Is that correct? And, if so, what annual capital gains exemption applies, given that there was a vulnerable beneficiary election in place, but that person is now deceased? Taxation readers’ views would be very welcome.’ Query 19,687 – Baffled.
Terry Jordan’s reply: Capital gains are charged to tax on the remaindermen.
‘The rebasing of the trust assets to ‘probate value’ under TCGA 1992, s 73 occurs only if the life tenant enjoyed an ‘estate’ interest in possession for inheritance tax purposes and such interests comprise: an interest that arose before 22 March 2006; an immediate post-death interest within IHTA 1984, s 49A; a transitional serial interest within s 49B; a disabled person’s interest within s 89B; or a bereaved minor’s trust with the beneficiary dying under the age of 18.
In other words, if the trust is within the inheritance tax relevant property regime there will be no uplift for capital gains tax on the death of the life tenant.
HMRC explains that: ‘Trustees are responsible for paying any capital gains tax due.

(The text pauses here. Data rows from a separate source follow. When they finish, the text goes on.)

use std::sync::atomic::{AtomicBool, AtomicUsize, Ordering};
use std::sync::{Arc, Mutex};

use anyhow::Result;

use super::traits::{AudioDeviceManager, DeviceRouter, DeviceScanner};
use crate::audio::AudioDevice;

/// Mock scanner for testing - provides controllable device liveness.
///
/// Clones share state, so tests can keep a handle after injecting one into
/// the switch.
#[derive(Clone)]
pub struct MockDeviceScanner {
    started: Arc<AtomicBool>,
    start_calls: Arc<AtomicUsize>,
    stop_calls: Arc<AtomicUsize>,
    active_devices: Arc<Mutex<Vec<AudioDevice>>>,
    should_fail_start: Arc<AtomicBool>,
}

impl MockDeviceScanner {
    pub fn new() -> Self {
        Self {
            started: Arc::new(AtomicBool::new(false)),
            start_calls: Arc::new(AtomicUsize::new(0)),
            stop_calls: Arc::new(AtomicUsize::new(0)),
            active_devices: Arc::new(Mutex::new(Vec::new())),
            should_fail_start: Arc::new(AtomicBool::new(false)),
        }
    }

    /// Mark a device as physically active (or not) for liveness queries.
    pub fn set_device_active(&self, device: AudioDevice, active: bool) {
        let mut devices = self.active_devices.lock().unwrap();
        devices.retain(|known| known != &device);
        if active {
            devices.push(device);
        }
    }

    pub fn is_started(&self) -> bool {
        self.started.load(Ordering::Relaxed)
    }

    pub fn start_call_count(&self) -> usize {
        self.start_calls.load(Ordering::Relaxed)
    }

    pub fn stop_call_count(&self) -> usize {
        self.stop_calls.load(Ordering::Relaxed)
    }

    /// Configure the mock to fail scanner startup.
    pub fn set_start_failure(&self, should_fail: bool) {
        self.should_fail_start.store(should_fail, Ordering::Relaxed);
    }
}

impl DeviceScanner for MockDeviceScanner {
    fn start(&self) -> Result<()> {
        if self.should_fail_start.load(Ordering::Relaxed) {
            return Err(anyhow::anyhow!("Mock scanner start failure"));
        }
        self.start_calls.fetch_add(1, Ordering::Relaxed);
        self.started.store(true, Ordering::Relaxed);
        Ok(())
    }

    fn stop(&self) -> Result<()> {
        self.stop_calls.fetch_add(1, Ordering::Relaxed);
        self.started.store(false, Ordering::Relaxed);
        Ok(())
    }

    fn is_device_active(&self, device: &AudioDevice) -> bool {
        self.active_devices
            .lock()
            .unwrap()
            .iter()
            .any(|known| known == device)
    }
}

impl Default for MockDeviceScanner {
    fn default() -> Self {
        Self::new()
    }
}

/// A single recorded platform audio control call.
#[derive(Debug, Clone, PartialEq, Eq)]
pub enum ControlCall {
    CacheAudioState,
    RestoreAudioState,
    Mute(bool),
    SetAudioFocus,
    Speakerphone(bool),
    BluetoothSco(bool),
}

/// Mock platform audio manager for testing - records every control call in
/// order and supports audio-focus denial.
#[derive(Clone)]
pub struct MockAudioDeviceManager {
    calls: Arc<Mutex<Vec<ControlCall>>>,
    earpiece_present: Arc<AtomicBool>,
    should_fail_focus: Arc<AtomicBool>,
}

impl MockAudioDeviceManager {
    pub fn new() -> Self {
        Self {
            calls: Arc::new(Mutex::new(Vec::new())),
            earpiece_present: Arc::new(AtomicBool::new(true)),
            should_fail_focus: Arc::new(AtomicBool::new(false)),
        }
    }

    /// All control calls made so far, in order.
    pub fn calls(&self) -> Vec<ControlCall> {
        self.calls.lock().unwrap().clone()
    }

    pub fn clear_calls(&self) {
        self.calls.lock().unwrap().clear();
    }

    pub fn cache_call_count(&self) -> usize {
        self.count(|call| *call == ControlCall::CacheAudioState)
    }

    pub fn restore_call_count(&self) -> usize {
        self.count(|call| *call == ControlCall::RestoreAudioState)
    }

    pub fn focus_call_count(&self) -> usize {
        self.count(|call| *call == ControlCall::SetAudioFocus)
    }

    pub fn mute_calls(&self) -> Vec<bool> {
        self.calls()
            .into_iter()
            .filter_map(|call| match call {
                ControlCall::Mute(mute) => Some(mute),
                _ => None,
            })
            .collect()
    }

    pub fn speakerphone_calls(&self) -> Vec<bool> {
        self.calls()
            .into_iter()
            .filter_map(|call| match call {
                ControlCall::Speakerphone(enable) => Some(enable),
                _ => None,
            })
            .collect()
    }

    pub fn sco_calls(&self) -> Vec<bool> {
        self.calls()
            .into_iter()
            .filter_map(|call| match call {
                ControlCall::BluetoothSco(enable) => Some(enable),
                _ => None,
            })
            .collect()
    }

    /// Configure whether the platform reports an earpiece capability.
    pub fn set_earpiece_present(&self, present: bool) {
        self.earpiece_present.store(present, Ordering::Relaxed);
    }

    /// Configure the mock to deny audio-focus acquisition.
    pub fn set_focus_failure(&self, should_fail: bool) {
        self.should_fail_focus.store(should_fail, Ordering::Relaxed);
    }

    fn count(&self, predicate: impl Fn(&ControlCall) -> bool) -> usize {
        self.calls
            .lock()
            .unwrap()
            .iter()
            .filter(|call| predicate(call))
            .count()
    }

    fn record(&self, call: ControlCall) {
        self.calls.lock().unwrap().push(call);
    }
}

impl AudioDeviceManager for MockAudioDeviceManager {
    fn cache_audio_state(&self) {
        self.record(ControlCall::CacheAudioState);
    }

    fn restore_audio_state(&self) {
        self.record(ControlCall::RestoreAudioState);
    }

    fn mute(&self, mute: bool) {
        self.record(ControlCall::Mute(mute));
    }

    fn set_audio_focus(&self) -> Result<()> {
        self.record(ControlCall::SetAudioFocus);
        if self.should_fail_focus.load(Ordering::Relaxed) {
            return Err(anyhow::anyhow!("Mock audio focus denial"));
        }
        Ok(())
    }

    fn enable_speakerphone(&self, enable: bool) {
        self.record(ControlCall::Speakerphone(enable));
    }

    fn enable_bluetooth_sco(&self, enable: bool) {
        self.record(ControlCall::BluetoothSco(enable));
    }

    fn has_earpiece(&self) -> bool {
        self.earpiece_present.load(Ordering::Relaxed)
    }
}

impl Default for MockAudioDeviceManager {
    fn default() -> Self {
        Self::new()
    }
}

/// Mock router for testing - records routed devices and supports routing
/// failure injection.
#[derive(Clone)]
pub struct MockDeviceRouter {
    routed_devices: Arc<Mutex<Vec<AudioDevice>>>,
    restore_calls: Arc<AtomicUsize>,
    should_fail_route: Arc<AtomicBool>,
}

impl MockDeviceRouter {
    pub fn new() -> Self {
        Self {
            routed_devices: Arc::new(Mutex::new(Vec::new())),
            restore_calls: Arc::new(AtomicUsize::new(0)),
            should_fail_route: Arc::new(AtomicBool::new(false)),
        }
    }

    /// All devices routed to so far, in order.
    pub fn routed_devices(&self) -> Vec<AudioDevice> {
        self.routed_devices.lock().unwrap().clone()
    }

    pub fn restore_call_count(&self) -> usize {
        self.restore_calls.load(Ordering::Relaxed)
    }

    /// Configure the mock to fail routing.
    pub fn set_route_failure(&self, should_fail: bool) {
        self.should_fail_route.store(should_fail, Ordering::Relaxed);
    }
}

impl DeviceRouter for MockDeviceRouter {
    fn route_to(&self, device: &AudioDevice) -> Result<()> {
        self.routed_devices.lock().unwrap().push(device.clone());
        if self.should_fail_route.load(Ordering::Relaxed) {
            return Err(anyhow::anyhow!("Mock routing failure"));
        }
        Ok(())
    }

    fn restore_default_routing(&self) -> Result<()> {
        self.restore_calls.fetch_add(1, Ordering::Relaxed);
        Ok(())
    }
}

impl Default for MockDeviceRouter {
    fn default() -> Self {
        Self::new()
    }
}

If the trust is for vulnerable people, trustees can claim a reduction, which is calculated like this:
- They work out what they would pay if there was no reduction.
- They then work out what the beneficiary would have to pay if the gains had come directly to them.
- They can claim the difference between these two amounts as a reduction on what they have to pay in capital gains tax using form SA905.
‘This special capital gains tax treatment does not apply in the tax year when the beneficiary dies.’
The trustees are primarily liable for any inheritance tax on the life tenant’s death (IHTA 1984, s 201(1)(a) and the remaindermen are also potentially liable (s 201(1)(c)). As Baffled says, the trustees are now holding as bare trustees for the remaindermen with a lien for unpaid taxes and other costs. TCGA 1992, s 60 covers nominees and bare trustees and, on my analysis, any gains realised by the trustees after the life tenant’s death would potentially be charged on the remaindermen with their annual exemptions, basic rate band balances and any personal losses being available for offset.
This analysis is supported by HMRC’s Capital Gains Manual at CG37000: ‘When the trustees actually transfer the property to the beneficiary … this is disregarded for capital gains tax purposes. If they sell it on behalf of the beneficiary, that is treated as a disposal … and the gain or loss is the difference between the sale proceeds and the market value on the occasion of the deemed acquisition.’